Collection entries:

* * *

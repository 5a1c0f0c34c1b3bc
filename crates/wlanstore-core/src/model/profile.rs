// ── Network profile domain types ──

use std::collections::BTreeSet;

use chrono::{DateTime, Utc};
use serde::{Deserialize, Serialize};
use strum::{Display, EnumString};

use super::credential::Credential;
use super::ids::{MacAddress, NetworkId, Uid};
use super::ip::IpConfiguration;
use super::security::{AuthAlgorithm, GroupCipher, KeyMgmt, PairwiseCipher, Protocol, SecurityType};
use crate::selection::SelectionStatus;

/// Connection-level status, independent of the selection status.
#[derive(Debug, Clone, Copy, PartialEq, Eq, Default, Serialize, Deserialize, Display, EnumString)]
#[serde(rename_all = "snake_case")]
#[strum(serialize_all = "snake_case")]
pub enum NetworkStatus {
    Current,
    Enabled,
    #[default]
    Disabled,
}

#[derive(Debug, Clone, Copy, PartialEq, Eq, Default, Serialize, Deserialize, Display, EnumString)]
#[serde(rename_all = "snake_case")]
#[strum(serialize_all = "snake_case")]
pub enum MacRandomizationSetting {
    None,
    #[default]
    Persistent,
}

#[derive(Debug, Clone, Copy, PartialEq, Eq, Default, Serialize, Deserialize, Display, EnumString)]
#[serde(rename_all = "SCREAMING_SNAKE_CASE")]
#[strum(serialize_all = "SCREAMING_SNAKE_CASE")]
pub enum EapMethod {
    #[default]
    None,
    Peap,
    Tls,
    Ttls,
    Pwd,
    Sim,
    Aka,
    AkaPrime,
    UnauthTls,
}

impl EapMethod {
    pub fn is_sim_family(self) -> bool {
        matches!(self, Self::Sim | Self::Aka | Self::AkaPrime)
    }
}

#[derive(Debug, Clone, Copy, PartialEq, Eq, Default, Serialize, Deserialize, Display, EnumString)]
#[serde(rename_all = "SCREAMING_SNAKE_CASE")]
#[strum(serialize_all = "SCREAMING_SNAKE_CASE")]
pub enum Phase2Method {
    #[default]
    None,
    Pap,
    Mschap,
    Mschapv2,
    Gtc,
    Sim,
    Aka,
    AkaPrime,
}

impl Phase2Method {
    pub fn is_sim_family(self) -> bool {
        matches!(self, Self::Sim | Self::Aka | Self::AkaPrime)
    }
}

/// 802.1X settings for enterprise profiles.
#[derive(Debug, Clone, PartialEq, Eq, Default, Serialize, Deserialize)]
#[serde(default)]
pub struct EnterpriseConfig {
    pub eap_method: EapMethod,
    pub phase2_method: Phase2Method,
    pub identity: String,
    pub anonymous_identity: String,
    pub password: Option<Credential>,
    pub ca_certificate_alias: Option<String>,
    pub client_certificate_alias: Option<String>,
    pub domain_suffix_match: Option<String>,
    pub realm: Option<String>,
    pub plmn: Option<String>,
}

impl EnterpriseConfig {
    /// EAP-SIM, EAP-AKA or EAP-AKA' at the outer layer.
    pub fn is_sim_based(&self) -> bool {
        self.eap_method.is_sim_family()
    }

    /// PEAP tunnelling a SIM-family inner method.
    pub fn is_peap_wrapped_sim(&self) -> bool {
        self.eap_method == EapMethod::Peap && self.phase2_method.is_sim_family()
    }
}

/// A stored Wi-Fi network profile.
#[derive(Debug, Clone, PartialEq, Eq, Default, Serialize, Deserialize)]
#[serde(default)]
#[allow(clippy::struct_excessive_bools)]
pub struct NetworkProfile {
    pub network_id: NetworkId,

    // Credentials
    /// Quoted SSID, e.g. `"home"`.
    pub ssid: String,
    pub bssid: Option<MacAddress>,
    pub hidden_ssid: bool,
    pub allowed_key_management: BTreeSet<KeyMgmt>,
    pub allowed_protocols: BTreeSet<Protocol>,
    pub allowed_auth_algorithms: BTreeSet<AuthAlgorithm>,
    pub allowed_pairwise_ciphers: BTreeSet<PairwiseCipher>,
    pub allowed_group_ciphers: BTreeSet<GroupCipher>,
    pub require_pmf: bool,
    pub pre_shared_key: Option<Credential>,
    pub wep_keys: [Option<Credential>; 4],
    pub wep_tx_key_index: u8,
    pub enterprise: Option<EnterpriseConfig>,

    // Classification
    pub ephemeral: bool,
    pub passpoint: bool,
    pub fqdn: Option<String>,
    pub from_suggestion: bool,
    pub from_specifier: bool,
    pub shared: bool,
    pub legacy_passpoint: bool,

    // Ownership / audit
    pub creator_uid: Uid,
    pub creator_name: Option<String>,
    pub last_update_uid: Uid,
    pub last_update_name: Option<String>,
    pub creation_time: Option<DateTime<Utc>>,
    pub update_time: Option<DateTime<Utc>>,
    pub last_connect_uid: Uid,

    pub status: NetworkStatus,
    pub selection: SelectionStatus,

    // Networking extras
    pub randomized_mac: MacAddress,
    pub mac_randomization_setting: MacRandomizationSetting,
    pub default_gw_mac: Option<MacAddress>,
    /// Config keys of profiles believed to be the same physical network.
    pub linked_configurations: BTreeSet<String>,
    pub ip_configuration: IpConfiguration,

    // Connection history
    pub num_association: u32,
    /// Wall-clock millis of the last successful connection.
    pub last_connected: Option<i64>,
}

impl NetworkProfile {
    pub fn security_type(&self) -> SecurityType {
        SecurityType::from_key_mgmt(&self.allowed_key_management, self.has_wep_keys())
    }

    /// Identity string: quoted SSID (or FQDN for passpoint) followed by
    /// the security class, e.g. `"home"WPA_PSK`.
    pub fn config_key(&self) -> String {
        if self.passpoint {
            if let Some(fqdn) = &self.fqdn {
                return format!("{}{}", quote_ssid(fqdn), SecurityType::Eap);
            }
        }
        format!("{}{}", self.ssid, self.security_type())
    }

    pub fn has_wep_keys(&self) -> bool {
        self.wep_keys
            .iter()
            .any(|k| k.as_ref().is_some_and(|k| !k.is_empty()))
    }

    /// Saved profiles are the ones a user configured and the store persists.
    pub fn is_saved(&self) -> bool {
        !(self.ephemeral || self.passpoint || self.from_suggestion || self.from_specifier)
    }

    pub fn is_ephemeral_or_passpoint(&self) -> bool {
        self.ephemeral || self.passpoint
    }

    pub fn is_sim_based(&self) -> bool {
        self.enterprise.as_ref().is_some_and(EnterpriseConfig::is_sim_based)
    }

    pub fn unquoted_ssid(&self) -> &str {
        unquote_ssid(&self.ssid)
    }
}

/// Quote a plain SSID. Already-quoted input is returned unchanged.
pub fn quote_ssid(raw: &str) -> String {
    if is_quoted(raw) {
        raw.to_owned()
    } else {
        format!("\"{raw}\"")
    }
}

pub fn unquote_ssid(ssid: &str) -> &str {
    if is_quoted(ssid) {
        ssid.get(1..ssid.len() - 1).unwrap_or(ssid)
    } else {
        ssid
    }
}

fn is_quoted(s: &str) -> bool {
    s.len() >= 2 && s.starts_with('"') && s.ends_with('"')
}

#[cfg(test)]
#[allow(clippy::unwrap_used)]
mod tests {
    use super::*;

    fn psk_profile(ssid: &str) -> NetworkProfile {
        NetworkProfile {
            ssid: quote_ssid(ssid),
            allowed_key_management: BTreeSet::from([KeyMgmt::WpaPsk]),
            pre_shared_key: Some(Credential::new("\"password\"")),
            ..NetworkProfile::default()
        }
    }

    #[test]
    fn config_key_joins_ssid_and_security() {
        assert_eq!(psk_profile("home").config_key(), "\"home\"WPA_PSK");

        let open = NetworkProfile {
            ssid: quote_ssid("cafe"),
            ..NetworkProfile::default()
        };
        assert_eq!(open.config_key(), "\"cafe\"NONE");
    }

    #[test]
    fn wep_keys_make_a_wep_profile() {
        let mut wep = NetworkProfile {
            ssid: quote_ssid("old"),
            allowed_key_management: BTreeSet::from([KeyMgmt::None]),
            ..NetworkProfile::default()
        };
        wep.wep_keys[0] = Some(Credential::new("\"abcde\""));
        assert_eq!(wep.security_type(), SecurityType::Wep);
        assert_eq!(wep.config_key(), "\"old\"WEP");
    }

    #[test]
    fn passpoint_key_uses_fqdn() {
        let hs = NetworkProfile {
            passpoint: true,
            fqdn: Some("example.com".into()),
            allowed_key_management: BTreeSet::from([KeyMgmt::WpaEap]),
            ..NetworkProfile::default()
        };
        assert_eq!(hs.config_key(), "\"example.com\"WPA_EAP");
        assert!(!hs.is_saved());
    }

    #[test]
    fn ssid_quoting_is_idempotent() {
        assert_eq!(quote_ssid("x"), "\"x\"");
        assert_eq!(quote_ssid("\"x\""), "\"x\"");
        assert_eq!(unquote_ssid("\"x\""), "x");
        assert_eq!(unquote_ssid("x"), "x");
    }

    #[test]
    fn new_profile_defaults() {
        let p = NetworkProfile::default();
        assert_eq!(p.network_id, NetworkId::INVALID);
        assert_eq!(p.status, NetworkStatus::Disabled);
        assert!(p.selection.is_enabled());
        assert!(p.randomized_mac.is_placeholder());
        assert_eq!(p.mac_randomization_setting, MacRandomizationSetting::Persistent);
    }

    #[test]
    fn peap_sim_is_not_sim_based() {
        let peap = EnterpriseConfig {
            eap_method: EapMethod::Peap,
            phase2_method: Phase2Method::Aka,
            ..EnterpriseConfig::default()
        };
        assert!(!peap.is_sim_based());
        assert!(peap.is_peap_wrapped_sim());
    }
}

* * *

TASK GOAL: Reproduce word for word the lines of the records above, beginning at the first and ending with the line where "use crate::selection::SelectionStatus;" appears, and nothing past it.

RESPONSE TO THIS EXERCISE:
repository 5a1c0f0c34c1b3bc
filename crates/wlanstore-core/src/model/profile.rs
// ── Network profile domain types ──

use std::collections::BTreeSet;

use chrono::{DateTime, Utc};
use serde::{Deserialize, Serialize};
use strum::{Display, EnumString};

use super::credential::Credential;
use super::ids::{MacAddress, NetworkId, Uid};
use super::ip::IpConfiguration;
use super::security::{AuthAlgorithm, GroupCipher, KeyMgmt, PairwiseCipher, Protocol, SecurityType};
use crate::selection::SelectionStatus;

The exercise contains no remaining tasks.